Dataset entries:
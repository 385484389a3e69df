//! Logger setup: env_logger filtering and stderr output, with every record
//! also appended to a log file under the config directory.

use env_logger::Logger;
use log::{Log, Metadata, Record, SetLoggerError};
use std::fs::{self, File, OpenOptions};
use std::io::{self, Write};
use std::path::{Path, PathBuf};
use std::sync::Mutex;

struct LogFile {
    path: PathBuf,
    file: Mutex<Option<File>>,
}

impl LogFile {
    fn new(path: PathBuf) -> Self {
        let file = Self::open(&path).ok();
        Self {
            path,
            file: Mutex::new(file),
        }
    }

    fn open(path: &Path) -> io::Result<File> {
        if let Some(parent) = path.parent() {
            fs::create_dir_all(parent)?;
        }
        OpenOptions::new().create(true).append(true).open(path)
    }

    fn append_line(&self, line: &str) {
        let mut guard = match self.file.lock() {
            Ok(guard) => guard,
            Err(_) => return,
        };
        if guard.is_none() {
            match Self::open(&self.path) {
                Ok(file) => *guard = Some(file),
                Err(_) => return,
            }
        }
        if let Some(file) = guard.as_mut() {
            let _ = file.write_all(line.as_bytes());
            let _ = file.write_all(b"\n");
            let _ = file.flush();
        }
    }
}

fn format_log_line(record: &Record<'_>) -> String {
    format!(
        "{} [{}] [{}] {}",
        chrono::Utc::now().timestamp_millis(),
        record.level(),
        record.target(),
        record.args().to_string().replace('\n', "\\n")
    )
}

struct TeeLogger {
    inner: Logger,
    file: Option<LogFile>,
}

impl Log for TeeLogger {
    fn enabled(&self, metadata: &Metadata<'_>) -> bool {
        self.inner.enabled(metadata)
    }

    fn log(&self, record: &Record<'_>) {
        if !self.inner.matches(record) {
            return;
        }
        self.inner.log(record);
        if let Some(file) = &self.file {
            file.append_line(&format_log_line(record));
        }
    }

    fn flush(&self) {
        self.inner.flush();
    }
}

/// Default log file: ~/.config/casebook/logs/casebook.log
pub fn default_log_path() -> PathBuf {
    crate::config::config_dir().join("logs").join("casebook.log")
}

/// Install the logger. `RUST_LOG` overrides the default filter.
/// `log_file` of None disables the file copy.
pub fn init(default_filter: &str, log_file: Option<PathBuf>) -> Result<(), SetLoggerError> {
    let inner =
        env_logger::Builder::from_env(env_logger::Env::default().default_filter_or(default_filter))
            .build();
    let max_level = inner.filter();
    let logger = Box::leak(Box::new(TeeLogger {
        inner,
        file: log_file.map(LogFile::new),
    }));
    log::set_logger(logger)?;
    log::set_max_level(max_level);
    Ok(())
}

/// Last-resort message when the logger itself could not be installed.
pub fn write_fallback_line(message: &str) {
    let _ = writeln!(io::stderr(), "[casebook.log_bridge] {}", message);
}
use serde::{Deserialize, Serialize};
use std::fmt;
use std::str::FromStr;

/// Category name used when a test case has no heading above it.
pub const UNCATEGORIZED: &str = "未分类";

/// Separator between category path segments in `fullPath`.
pub const PATH_SEPARATOR: &str = " > ";

#[derive(Debug, Clone, Copy, Default, PartialEq, Eq, Hash, Serialize, Deserialize)]
pub enum Priority {
    P0,
    #[default]
    P1,
    P2,
}

impl Priority {
    pub fn as_str(&self) -> &'static str {
        match self {
            Priority::P0 => "P0",
            Priority::P1 => "P1",
            Priority::P2 => "P2",
        }
    }
}

impl fmt::Display for Priority {
    fn fmt(&self, f: &mut fmt::Formatter<'_>) -> fmt::Result {
        f.write_str(self.as_str())
    }
}

impl FromStr for Priority {
    type Err = String;

    fn from_str(s: &str) -> Result<Self, Self::Err> {
        match s.trim().to_ascii_uppercase().as_str() {
            "P0" => Ok(Priority::P0),
            "P1" => Ok(Priority::P1),
            "P2" => Ok(Priority::P2),
            other => Err(format!("unknown priority: {}", other)),
        }
    }
}

#[derive(Debug, Clone, Copy, Default, PartialEq, Eq, Hash, Serialize, Deserialize)]
#[serde(rename_all = "lowercase")]
pub enum TestStatus {
    #[default]
    Pending,
    Failed,
    Passed,
}

impl TestStatus {
    pub fn as_str(&self) -> &'static str {
        match self {
            TestStatus::Pending => "pending",
            TestStatus::Failed => "failed",
            TestStatus::Passed => "passed",
        }
    }
}

impl fmt::Display for TestStatus {
    fn fmt(&self, f: &mut fmt::Formatter<'_>) -> fmt::Result {
        f.write_str(self.as_str())
    }
}

impl FromStr for TestStatus {
    type Err = String;

    fn from_str(s: &str) -> Result<Self, Self::Err> {
        match s.trim().to_ascii_lowercase().as_str() {
            "pending" => Ok(TestStatus::Pending),
            "failed" => Ok(TestStatus::Failed),
            "passed" => Ok(TestStatus::Passed),
            other => Err(format!("unknown status: {}", other)),
        }
    }
}

/// A test case as read from a document, before it is attached to a page.
#[derive(Debug, Clone, PartialEq, Serialize, Deserialize)]
#[serde(rename_all = "camelCase")]
pub struct ParsedTestCase {
    pub code: String,
    pub title: String,
    pub category_path: Vec<String>,
    #[serde(default)]
    pub priority: Priority,
    #[serde(default, skip_serializing_if = "Option::is_none")]
    pub preconditions: Option<String>,
    #[serde(default)]
    pub steps: Vec<String>,
    #[serde(default)]
    pub expected_results: Vec<String>,
    #[serde(default, skip_serializing_if = "Option::is_none")]
    pub test_data: Option<String>,
}

impl ParsedTestCase {
    /// Joined category path, or the uncategorized label for an empty path.
    pub fn full_path(&self) -> String {
        if self.category_path.is_empty() {
            UNCATEGORIZED.to_string()
        } else {
            self.category_path.join(PATH_SEPARATOR)
        }
    }
}

#[derive(Debug, Clone, Default, PartialEq, Serialize, Deserialize)]
#[serde(rename_all = "camelCase")]
pub struct ParseResult {
    /// Deduplicated sub-category paths in first-seen order.
    pub categories: Vec<Vec<String>>,
    pub test_cases: Vec<ParsedTestCase>,
}

impl ParseResult {
    pub fn is_empty(&self) -> bool {
        self.test_cases.is_empty()
    }
}

#[derive(Debug, Clone, PartialEq, Serialize, Deserialize)]
#[serde(rename_all = "camelCase")]
pub struct Page {
    pub id: String,
    pub name: String,
    pub display_name: String,
    #[serde(default, skip_serializing_if = "Option::is_none")]
    pub description: Option<String>,
    pub created_at: i64,
    pub updated_at: i64,
}

#[derive(Debug, Clone, PartialEq, Serialize, Deserialize)]
#[serde(rename_all = "camelCase")]
pub struct Category {
    pub id: String,
    pub page_id: String,
    pub name: String,
    #[serde(default, skip_serializing_if = "Option::is_none")]
    pub parent_name: Option<String>,
    pub full_path: String,
    pub order: u32,
}

#[derive(Debug, Clone, PartialEq, Serialize, Deserialize)]
#[serde(rename_all = "camelCase")]
pub struct TestCase {
    pub id: String,
    pub code: String,
    pub title: String,
    pub page_id: String,
    pub category_id: String,
    #[serde(default)]
    pub priority: Priority,
    #[serde(default, skip_serializing_if = "Option::is_none")]
    pub preconditions: Option<String>,
    #[serde(default)]
    pub steps: Vec<String>,
    #[serde(default)]
    pub expected_results: Vec<String>,
    #[serde(default, skip_serializing_if = "Option::is_none")]
    pub test_data: Option<String>,
    #[serde(default)]
    pub status: TestStatus,
    #[serde(default, skip_serializing_if = "Option::is_none")]
    pub notes: Option<String>,
    #[serde(default, skip_serializing_if = "Option::is_none")]
    pub tested_at: Option<i64>,
    pub created_at: i64,
    pub updated_at: i64,
}

/// All pages, categories and test cases known to the application.
/// Owned by the caller and passed through the import engine by value.
#[derive(Debug, Clone, Default, PartialEq, Serialize, Deserialize)]
#[serde(rename_all = "camelCase")]
pub struct Collection {
    #[serde(default)]
    pub pages: Vec<Page>,
    #[serde(default)]
    pub categories: Vec<Category>,
    #[serde(default)]
    pub test_cases: Vec<TestCase>,
}

impl Collection {
    pub fn page(&self, page_id: &str) -> Option<&Page> {
        self.pages.iter().find(|p| p.id == page_id)
    }

    pub fn categories_for_page<'a>(
        &'a self,
        page_id: &'a str,
    ) -> impl Iterator<Item = &'a Category> {
        self.categories.iter().filter(move |c| c.page_id == page_id)
    }

    pub fn test_cases_for_page<'a>(
        &'a self,
        page_id: &'a str,
    ) -> impl Iterator<Item = &'a TestCase> {
        self.test_cases.iter().filter(move |tc| tc.page_id == page_id)
    }

    /// Count test cases by status, for one page or for everything.
    pub fn statistics(&self, page_id: Option<&str>) -> Statistics {
        let mut stats = Statistics::default();
        for tc in self
            .test_cases
            .iter()
            .filter(|tc| page_id.map_or(true, |id| tc.page_id == id))
        {
            stats.total += 1;
            match tc.status {
                TestStatus::Pending => stats.pending += 1,
                TestStatus::Failed => stats.failed += 1,
                TestStatus::Passed => stats.passed += 1,
            }
        }
        stats
    }

    /// Remove a page together with its categories and test cases.
    /// Returns false when nothing referenced the page.
    pub fn remove_page(&mut self, page_id: &str) -> bool {
        let before = (self.pages.len(), self.categories.len(), self.test_cases.len());
        self.pages.retain(|p| p.id != page_id);
        self.categories.retain(|c| c.page_id != page_id);
        self.test_cases.retain(|tc| tc.page_id != page_id);
        before != (self.pages.len(), self.categories.len(), self.test_cases.len())
    }
}

#[derive(Debug, Clone, Copy, Default, PartialEq, Eq, Serialize, Deserialize)]
pub struct Statistics {
    pub total: usize,
    pub pending: usize,
    pub failed: usize,
    pub passed: usize,
}

/// Summary info for a page in list responses.
#[derive(Debug, Clone, PartialEq, Serialize, Deserialize)]
#[serde(rename_all = "camelCase")]
pub struct PageSummary {
    pub id: String,
    pub name: String,
    pub display_name: String,
    pub category_count: usize,
    pub statistics: Statistics,
}

/// Current wall-clock time in milliseconds since the Unix epoch.
pub fn now_millis() -> i64 {
    chrono::Utc::now().timestamp_millis()
}
/// Shared configuration types used by the parser and the command-line front end.
use serde::{Deserialize, Serialize};

/// Headings whose text contains any of these phrases are skipped instead of
/// becoming categories. Matching is by substring.
#[derive(Debug, Clone, PartialEq, Serialize, Deserialize)]
#[serde(rename_all = "camelCase")]
pub struct ParserConfig {
    #[serde(default = "default_category_blocklist")]
    pub category_blocklist: Vec<String>,
    #[serde(default = "default_subcategory_blocklist")]
    pub subcategory_blocklist: Vec<String>,
}

fn default_category_blocklist() -> Vec<String> {
    ["测试概述", "概述", "附录"]
        .iter()
        .map(|s| s.to_string())
        .collect()
}

fn default_subcategory_blocklist() -> Vec<String> {
    ["测试范围", "测试环境", "优先级说明", "前置条件", "测试数据准备"]
        .iter()
        .map(|s| s.to_string())
        .collect()
}

impl Default for ParserConfig {
    fn default() -> Self {
        Self {
            category_blocklist: default_category_blocklist(),
            subcategory_blocklist: default_subcategory_blocklist(),
        }
    }
}

impl ParserConfig {
    pub fn is_blocked_category(&self, name: &str) -> bool {
        self.category_blocklist.iter().any(|p| name.contains(p.as_str()))
    }

    pub fn is_blocked_subcategory(&self, name: &str) -> bool {
        self.subcategory_blocklist.iter().any(|p| name.contains(p.as_str()))
    }
}

#[cfg(test)]
mod tests {
    use super::*;

    #[test]
    fn test_missing_lists_fall_back_to_defaults() {
        let config: ParserConfig =
            serde_json::from_str(r#"{"categoryBlocklist": ["Overview"]}"#).unwrap();
        assert!(config.is_blocked_category("Project Overview"));
        assert!(!config.is_blocked_category("测试概述"));
        assert!(config.is_blocked_subcategory("1.2 测试环境"));
    }
}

(Assignment): Filter the entries above and return only the lines holding "order".

(Response box):
    /// Deduplicated sub-category paths in first-seen order.
    pub order: u32,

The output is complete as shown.